Delicata Squash and Sausage Crostata

I was visiting my great aunt which always means fun cooking projects. This time she had a beautiful delicata squash in her fridge that she wanted to feature somehow. Some lenghty googling and pinterest holes found us at this recipe from Food & Wine which I’m excited about for a few reasons:

1) It turned out delicious
2) It’s basically like a pizza but you can put waaaaaay more filling in it
3) Like a pizza, you can use whatever “toppings” you want – so versatile!
4) We also turned this into the next-day’s breakfast by putting a fried egg on top, which was awesome. (I would have also added some arugula if we’d had some because the fresh/spice would have gone well)

So…. here’s what you do


– Cut 3/4c cold butter into 1 1/2c flour and 1/4tsp salt. (They say to use 1c white and 1/2c buckwheat.
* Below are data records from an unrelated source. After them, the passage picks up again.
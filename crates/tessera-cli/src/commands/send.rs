//! Contract transactions

use clap::Args;
use tessera_sdk::CallOrchestrator;

use super::{connect, record_path};
use crate::args::parse_args;
use crate::record::BuildRecord;
use crate::{config::Config, output::Output, CliError};

/// Call a contract function in a transaction and wait for it to be mined
#[derive(Debug, Args)]
pub struct SendArgs {
    /// Contract name in the build record
    pub contract: String,
    /// Function name
    pub function: String,
    /// Function arguments
    #[arg(allow_hyphen_values = true)]
    pub args: Vec<String>,
}

impl SendArgs {
    pub async fn execute(self, config: &Config, json: bool) -> Result<(), CliError> {
        let tokens = parse_args(&self.args)?;
        let record = BuildRecord::load(&record_path()?)?;
        let contract = record.get(&self.contract)?.contract()?;
        let signature = contract.resolve(&self.function, &tokens)?.signature.clone();

        let mut orchestrator = CallOrchestrator::new(connect(config).await?, config.orchestrator_config()?);
        let receipt = orchestrator.transact(&contract, &self.function, &tokens).await?;
        orchestrator.into_client().close().await?;

        let tx_hash = format!("{:?}", receipt.transaction_hash);
        let mut out = Output::new(json)
            .field("contract", &self.contract)
            .field("function", &signature)
            .field("tx_hash", &tx_hash);
        if let Some(block) = receipt.block_number {
            out = out.field("block_number", &block.to_string());
        }
        if let Some(status) = receipt.status {
            out = out.field_u64("status", status.low_u64());
        }
        if let Some(gas) = receipt.gas_used {
            out = out.field("gas_used", &gas.to_string());
        }
        out.message(&format!("Transaction {} mined\n  {}", tx_hash, signature))
            .print();
        Ok(())
    }
}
We just used plain gf flour for the whole thing, and it worked out) (They also say to make the crust in a food processor, but I did it by hand and it was fine)
– Add in ~1/3c ice water and mix until the dough comes together
– Flatten the dough into a crust shape on a baking sheet lined with parchment paper (They have more complicated steps here if you’re making a regular crust, but with gf it’s just a matter of smushing)
– Cover with plastic wrap and refrigerate while you make the filling!


– Preheat the oven to 400*f
– Put 1tbsp olive oil into a skillet
– Add in and cook until browned:
— 8oz italian sausage (casings removed)
— 1tsp sesame seeds (they say fennel seeds but we didn’t have that)
– Remove the skillet from heat and stir in:
— Your beautiful delicata squash – halved, seeded, and thinly sliced
— Salt and pepper
– Mix together:
— 2c ricotta
— 1tbsp oregano (they said fresh but we used dried – and not a whole tbsp)
— 1tbsp honey
— 1/4tsp salt

– Spread the ricotta over the crust, leaving 2 inches around the sides
– Put the squash/sausage mixture on top
– Fold the edges of the dough up over the sides of the filling (I did this by lifting the parchment paper, which worked pretty well!)
– Paint the edges with beaten egg
– Sprinkle on salt (or we did a salt-toasted sesame mixture which is my new favorite seasoning)
– Bake 40-45 minutes until browned
– Drizzle with more honey (and add more oregano and/or red pepper flakes if you have – we did not)


Other commentary – the crust felt super bland to me, and that’s with my low gf standards. My non-gf dinner mates said they liked it though, so… do what you want with that.